Monday, July 14, 2008 6:22 PM

 

Rebecca has been doing pretty good recovering. Take a look back to April, and you will see we did not have a good time at all with the initial shunt placement. This time is so different. (I blame it all on the anesthesia people because she wasn’t waking up right the first time – but this time with our hounding about her response to the anesthesia she was awake the night of the surgery).

Yesterday and today she has been playing, pulling up to standing and even waking with two handhold assistance (look at the main picture up to the left – that is what she was doing there). And even better is her appetite is back.

We’ve seen a few clusters of seizures each day, which is always sad and depressing, but we are oh so glad she is bouncing back fast. Lets pray that these seizures are still a part of her brain and body recovering from the surgery and that this time around the shunt really will help stop her seizures.

We go to the Neurologist on Thursday, just a regular appointment. Then Monday is our big follow up CT scan, and Becca gets the stitches out (Dr. Fuchs had to do sutures this time on the scalp incision – the belly incision still has the dissolvable kind)

Thank you so much for all your prayers and your support!

 

Monday, July 21, 2008 3:19 PM

 

The latest CT scan looks GREAT! Oh my goodness, I couldn’t believe the difference.

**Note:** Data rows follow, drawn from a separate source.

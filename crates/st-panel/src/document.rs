// SPDX-License-Identifier: AGPL-3.0-or-later
// © 2025 Ryo ∴ SpiralArchitect (kishkavsesvit@icloud.com)
// Part of SpiralTorch — Licensed under AGPL-3.0-or-later.
// Unauthorized derivative works or closed redistribution prohibited under AGPL §13.

use std::collections::BTreeMap;
use std::fs::File;
use std::io::{BufWriter, Write};
use std::path::Path;

use ndarray::{s, Array2};
use serde::{Deserialize, Serialize};

use crate::error::{PanelError, PanelResult};

/// File name the viewer loads.
pub const PANEL_DATA_FILE: &str = "panel_data.json";

/// Row-major loadings as serialised into the document.
pub type Rows = Vec<Vec<f64>>;

pub fn matrix_rows(matrix: &Array2<f64>) -> Rows {
    matrix.outer_iter().map(|row| row.to_vec()).collect()
}

/// PC-space trajectories of one sample, keyed by document field name.
#[derive(Clone, Debug, Default, PartialEq, Serialize, Deserialize)]
#[serde(transparent)]
pub struct LoadingsRecord {
    fields: BTreeMap<String, Rows>,
}

impl LoadingsRecord {
    pub(crate) fn insert(&mut self, field: impl Into<String>, loadings: &Array2<f64>) {
        self.fields.insert(field.into(), matrix_rows(loadings));
    }

    pub fn get(&self, field: &str) -> Option<&Rows> {
        self.fields.get(field)
    }

    pub fn fields(&self) -> impl Iterator<Item = &str> {
        self.fields.keys().map(String::as_str)
    }

    pub fn len(&self) -> usize {
        self.fields.len()
    }

    pub fn is_empty(&self) -> bool {
        self.fields.is_empty()
    }
}

/// Contents of `panel_data.json`.
#[derive(Clone, Debug, Default, PartialEq, Serialize, Deserialize)]
pub struct AggregateDocument {
    pub base_hx_loadings: Rows,
    pub samples: BTreeMap<String, LoadingsRecord>,
}

impl AggregateDocument {
    /// Keeps the leading `max_rows x max_cols` block of the global coordinates.
    pub fn new(global_loadings: &Array2<f64>, max_rows: usize, max_cols: usize) -> Self {
        let rows = global_loadings.nrows().min(max_rows);
        let cols = global_loadings.ncols().min(max_cols);
        let block = global_loadings.slice(s![..rows, ..cols]).to_owned();
        Self {
            base_hx_loadings: matrix_rows(&block),
            samples: BTreeMap::new(),
        }
    }

    pub fn insert_sample(&mut self, sample_id: impl Into<String>, record: LoadingsRecord) {
        self.samples.insert(sample_id.into(), record);
    }

    pub fn write_to(&self, path: &Path) -> PanelResult<()> {
        let file = File::create(path).map_err(|err| PanelError::io(path, err))?;
        let mut writer = BufWriter::new(file);
        serde_json::to_writer(&mut writer, self)?;
        writer.flush().map_err(|err| PanelError::io(path, err))
    }
}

Rebecca got the stitches out today. She was such a good little girl. She is doing so good today, active and playing.

 

Thursday, August 28, 2008 7:00 PM

 

I meant to update earlier this week – but time slips away. So Rebecca has started Preschool. She will be going on Monday’s from 9:30 – 11 for a while, just to get her used to things. Mondays she has 4 classmates – all boys. And don’t you know they all fell in love with her. It was the cutest thing I’ve ever seen. I stayed with her, and will stay until she is all settled in. I’m doing this more for the staff than anything. Everyone is pretty anxious about her seizures. We are weaning her off the Depakote (one of her seizure medications). It wasn’t working for her – to control her seizures, and it was having bad side effects for her. We are still in the weaning stages and already there is marked improvement. She is more alert and more vocal since she started on this drug. We haven’t seen our little girl like this in a long time (this is a good improvement).

 

Thursday, September 25, 2008 7:10 PM

 

Rebecca continues to do well. We had a nice mini Vacation last week, at Carolina Beach. Rebecca actually liked the sand and ocean this time. She was so cute with the help of myself, or Daddy standing in the surf, letting the waves crash on her. I think she really liked the feeling of the water, and how the sand pulled away under her toes. Of course she tried to eat some of the sand when I showed the sand to her. YUCK! Becca and I have both had a nasty cold (I think quite a few people have had the one going around). It has been a tough one to kick. Another happy note is I think Rebecca is now totally done with bottles, and only takes a sippy cup (or one with a straw). This has been a really long process! She has also started getting really vocal again – perhaps some of the old Becca is reappearing, the one we had before her shunt surgeries. I have a request for folks – there is a little baby, whose caringbridge site I have been following. She is VERY sick, and is in need of our prayers. This is her site http://www.caringbridge.org/visit/graciejeanlockyer Please pray for Gracie.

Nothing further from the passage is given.